Thrombose Als Thrombose bezeichnet man die Bildung eines Blutgerinnsels in den tief liegenden Venen vor allem der Beine und der Arme (Venen sind Adern, die Blut zum Herzen führen). Am häufigsten kommen Thrombosen in den Unterschenkeln vor. Begünstigt wird das Auftreten von Thrombosen durch jegliche Form von Operationen. Grund hierfür ist der „Tatbestand“ der Immobilisation, d. h. weniger Körperaktivität begünstigt das Entstehen von Thrombosen. Insbesondere das Gehen und Laufen ist nach einer Operation meist nur eingeschränkt möglich. Unsere normale Körperaktivität (die normalen Gänge) hat einen positiven Effekt auf das Strömen des Blutes in unseren Adern. Dieser positive Effekt ist also durch die geringe Mobilität bei und v. a. nach jeder Operation gehemmt. In der Regel muss der Patient während der Operation und nach der Operation in einem Bett liegen, so dass der Blutfluss in den Adern langsamer wird. Es kann passieren, dass in den Unterschenkelvenen feste Bestandteile des Blutes an der Innenwand der Vene kleben bleiben und die Vene verengen. Die enge Stelle wird als Thrombus bezeichnet. Eine Thrombose ist entstanden. Sie kann den betroffenen Unterschenkel durch Schwellung und weitere Folgezustände sehr stark und sogar auf Dauer schädigen.
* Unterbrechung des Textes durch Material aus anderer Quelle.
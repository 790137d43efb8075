//! Fixture project and a preconfigured `relay` command for the CLI tests.

#![allow(dead_code)]

use assert_cmd::Command;

use assert_fs::prelude::*;

/// Small mixed-language project with an excluded build dir.
pub fn make_project() -> assert_fs::TempDir
{
    // Initialize the temporary project root
    let tmp = assert_fs::TempDir::new().expect("tempdir");

    tmp.child("src/main.py")
        .write_str("import util\nprint(util.x)\n")
        .expect("write main.py");
    tmp.child("src/util.py")
        .write_str("x = 1\n")
        .expect("write util.py");
    tmp.child("README.md")
        .write_str("# Demo\n")
        .expect("write readme");
    tmp.child("notes.txt")
        .write_str("not selected\n")
        .expect("write notes");

    // Never packaged: pruned directory names
    tmp.child("build/gen.py")
        .write_str("generated = True\n")
        .expect("write build/gen.py");
    tmp.child("__pycache__/util.py")
        .write_str("cached\n")
        .expect("write cache");

    tmp
}

/// The `relay` binary running in `dir`, with no RELAY_ settings leaking in
/// from the developer's environment.
pub fn relay(dir: &std::path::Path) -> Command
{
    let mut cmd = Command::cargo_bin("relay").expect("bin");
    cmd.current_dir(dir);
    for (key, _) in std::env::vars()
    {
        if key.starts_with("RELAY_")
        {
            cmd.env_remove(key);
        }
    }
    cmd.env("RELAY_TRANSCRIPT_DIR", dir.join(".sessions"));
    cmd
}
//! Filesystem capabilities the materializer needs, behind one trait so
//! the conflict policy can run against memory in tests or as a dry run.

use std::cell::RefCell;
use std::collections::{BTreeMap, BTreeSet};
use std::fs;
use std::io::{self, Write};
use std::path::{Component, Path, PathBuf};

/// The narrow set of operations materialization performs.
pub trait FsBackend {
    fn exists(&self, path: &Path) -> bool;

    fn is_dir(&self, path: &Path) -> bool;

    /// Resolve symlinks and `.`/`..` for an existing path.
    fn canonicalize(&self, path: &Path) -> io::Result<PathBuf>;

    fn create_dir_all(&self, path: &Path) -> io::Result<()>;

    /// Replace `path` with `data` so readers see either the old file or
    /// the complete new one.
    fn write_atomic(&self, path: &Path, data: &[u8]) -> io::Result<()>;
}

/// The real disk.
#[derive(Debug, Default, Clone, Copy)]
pub struct RealFs;

impl FsBackend for RealFs {
    fn exists(&self, path: &Path) -> bool {
        // symlink_metadata so a dangling link still counts as "there"
        fs::symlink_metadata(path).is_ok()
    }

    fn is_dir(&self, path: &Path) -> bool {
        path.is_dir()
    }

    fn canonicalize(&self, path: &Path) -> io::Result<PathBuf> {
        dunce::canonicalize(path)
    }

    fn create_dir_all(&self, path: &Path) -> io::Result<()> {
        fs::create_dir_all(path)
    }

    fn write_atomic(&self, path: &Path, data: &[u8]) -> io::Result<()> {
        write_atomic(path, data)
    }
}

/// Atomic write via a same-directory temp file and rename.
pub fn write_atomic(path: &Path, data: &[u8]) -> io::Result<()> {
    let dir = match path.parent() {
        Some(p) if !p.as_os_str().is_empty() => p,
        _ => Path::new("."),
    };

    // Preserve original permissions
    let perms = fs::metadata(path).map(|m| m.permissions()).ok();

    let mut tmp = tempfile::NamedTempFile::new_in(dir)?;
    tmp.write_all(data)?;
    tmp.as_file().sync_all()?;

    if let Some(perms) = perms {
        fs::set_permissions(tmp.path(), perms)?;
    }

    // Atomically replace the destination; the temp file is removed on error
    tmp.persist(path).map_err(|e| e.error)?;

    // fsync parent dir to ensure durability on Unix
    #[cfg(unix)]
    {
        if let Ok(parent_file) = fs::File::open(dir) {
            let _ = parent_file.sync_all();
        }
    }

    Ok(())
}

/// Lexically resolve `.` and `..` in an absolute path.
fn lexical_normalize(path: &Path) -> PathBuf {
    let mut out = PathBuf::new();
    for c in path.components() {
        match c {
            Component::ParentDir => {
                out.pop();
            }
            Component::CurDir => {}
            other => out.push(other.as_os_str()),
        }
    }
    out
}

/// In-memory filesystem. Paths are expected to be absolute; there are no
/// symlinks, so canonicalization is lexical.
#[derive(Debug, Default)]
pub struct MemoryFs {
    files: RefCell<BTreeMap<PathBuf, Vec<u8>>>,
    dirs: RefCell<BTreeSet<PathBuf>>,
    failing: RefCell<BTreeSet<PathBuf>>,
}

impl MemoryFs {
    pub fn new() -> Self {
        Self::default()
    }

    /// Seed a file (and its parent directories).
    pub fn with_file(self, path: impl AsRef<Path>, data: impl AsRef<[u8]>) -> Self {
        let path = lexical_normalize(path.as_ref());
        if let Some(parent) = path.parent() {
            let _ = self.create_dir_all(parent);
        }
        self.files.borrow_mut().insert(path, data.as_ref().to_vec());
        self
    }

    pub fn with_dir(self, path: impl AsRef<Path>) -> Self {
        let _ = self.create_dir_all(path.as_ref());
        self
    }

    /// Make every write to `path` fail with an I/O error.
    pub fn fail_writes_to(self, path: impl AsRef<Path>) -> Self {
        self.failing.borrow_mut().insert(lexical_normalize(path.as_ref()));
        self
    }

    pub fn read(&self, path: impl AsRef<Path>) -> Option<Vec<u8>> {
        self.files.borrow().get(&lexical_normalize(path.as_ref())).cloned()
    }

    pub fn read_string(&self, path: impl AsRef<Path>) -> Option<String> {
        self.read(path).and_then(|b| String::from_utf8(b).ok())
    }

    pub fn file_paths(&self) -> Vec<PathBuf> {
        self.files.borrow().keys().cloned().collect()
    }
}

impl FsBackend for MemoryFs {
    fn exists(&self, path: &Path) -> bool {
        let p = lexical_normalize(path);
        self.files.borrow().contains_key(&p) || self.dirs.borrow().contains(&p)
    }

    fn is_dir(&self, path: &Path) -> bool {
        self.dirs.borrow().contains(&lexical_normalize(path))
    }

    fn canonicalize(&self, path: &Path) -> io::Result<PathBuf> {
        let p = lexical_normalize(path);
        if self.exists(&p) {
            Ok(p)
        } else {
            Err(io::Error::new(io::ErrorKind::NotFound, format!("{} not found", p.display())))
        }
    }

    fn create_dir_all(&self, path: &Path) -> io::Result<()> {
        let p = lexical_normalize(path);
        if let Some(file) = p.ancestors().find(|a| self.files.borrow().contains_key(*a)) {
            return Err(io::Error::new(
                io::ErrorKind::AlreadyExists,
                format!("{} is a file", file.display()),
            ));
        }
        let mut dirs = self.dirs.borrow_mut();
        for anc in p.ancestors() {
            if anc.as_os_str().is_empty() {
                break;
            }
            dirs.insert(anc.to_path_buf());
        }
        Ok(())
    }

    fn write_atomic(&self, path: &Path, data: &[u8]) -> io::Result<()> {
        let p = lexical_normalize(path);
        if self.failing.borrow().contains(&p) {
            return Err(io::Error::other(format!("simulated failure writing {}", p.display())));
        }
        if self.dirs.borrow().contains(&p) {
            return Err(io::Error::new(
                io::ErrorKind::IsADirectory,
                format!("{} is a directory", p.display()),
            ));
        }
        match p.parent() {
            Some(parent) if self.is_dir(parent) => {}
            _ => {
                return Err(io::Error::new(
                    io::ErrorKind::NotFound,
                    format!("parent of {} does not exist", p.display()),
                ));
            }
        }
        self.files.borrow_mut().insert(p, data.to_vec());
        Ok(())
    }
}

/// Answers questions from `inner` but only records writes. Used for
/// `--dry-run` so the report shows exactly what a real run would do.
#[derive(Debug)]
pub struct DryRunFs<'a, F: FsBackend> {
    inner: &'a F,
    planned_files: RefCell<BTreeSet<PathBuf>>,
    planned_dirs: RefCell<BTreeSet<PathBuf>>,
}

impl<'a, F: FsBackend> DryRunFs<'a, F> {
    pub fn new(inner: &'a F) -> Self {
        Self {
            inner,
            planned_files: RefCell::new(BTreeSet::new()),
            planned_dirs: RefCell::new(BTreeSet::new()),
        }
    }

    pub fn planned_writes(&self) -> Vec<PathBuf> {
        self.planned_files.borrow().iter().cloned().collect()
    }
}

impl<F: FsBackend> FsBackend for DryRunFs<'_, F> {
    fn exists(&self, path: &Path) -> bool {
        self.planned_files.borrow().contains(path)
            || self.planned_dirs.borrow().contains(path)
            || self.inner.exists(path)
    }

    fn is_dir(&self, path: &Path) -> bool {
        self.planned_dirs.borrow().contains(path) || self.inner.is_dir(path)
    }

    fn canonicalize(&self, path: &Path) -> io::Result<PathBuf> {
        if self.inner.exists(path) {
            self.inner.canonicalize(path)
        } else if self.exists(path) {
            Ok(lexical_normalize(path))
        } else {
            Err(io::Error::new(io::ErrorKind::NotFound, format!("{} not found", path.display())))
        }
    }

    fn create_dir_all(&self, path: &Path) -> io::Result<()> {
        let mut dirs = self.planned_dirs.borrow_mut();
        for anc in path.ancestors() {
            if anc.as_os_str().is_empty() || self.inner.is_dir(anc) {
                break;
            }
            dirs.insert(anc.to_path_buf());
        }
        Ok(())
    }

    fn write_atomic(&self, path: &Path, _data: &[u8]) -> io::Result<()> {
        if self.is_dir(path) {
            return Err(io::Error::new(
                io::ErrorKind::IsADirectory,
                format!("{} is a directory", path.display()),
            ));
        }
        self.planned_files.borrow_mut().insert(path.to_path_buf());
        Ok(())
    }
}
Lebensbedrohlich ist jedoch die Folgekrankheit der Thrombose: die Lungenembolie . Hierbei löst sich der Thrombus von der Venenwand und wird entlang der Venen im Blut in Richtung Herz geschwemmt und verstopft schließlich lebenswichtige Lungengefäße. Lungenembolien können zum Tode führen, können aber auch völlig unbemerkt ablaufen. Bei der Planung einer jeden Operation sind Maßnahmen gegen Thrombose von absoluter Wichtigkeit. Nicht jeder Patient erhält Blutverdünnungsmittel (Heparin, z. B. als Spritze unter die Haut in die Bauchdecke), bei vielen Patienten ist eine sog. Frühmobilisation und das Tragen von Kompressionsstrümpfen für die Beine ausreichend. Tod Über den Tod wird nicht gern geredet. So spielt er auch bei den Aufklärungsgesprächen selten eine Rolle. In der Regel treten alle Komplikationen nur sehr selten auf und lebensgefährliche Komplikationen fast gar nicht. Auch ist die Behandlung von schweren Komplikationen in Deutschland mit seinen modernen Krankenhäusern nahezu optimal.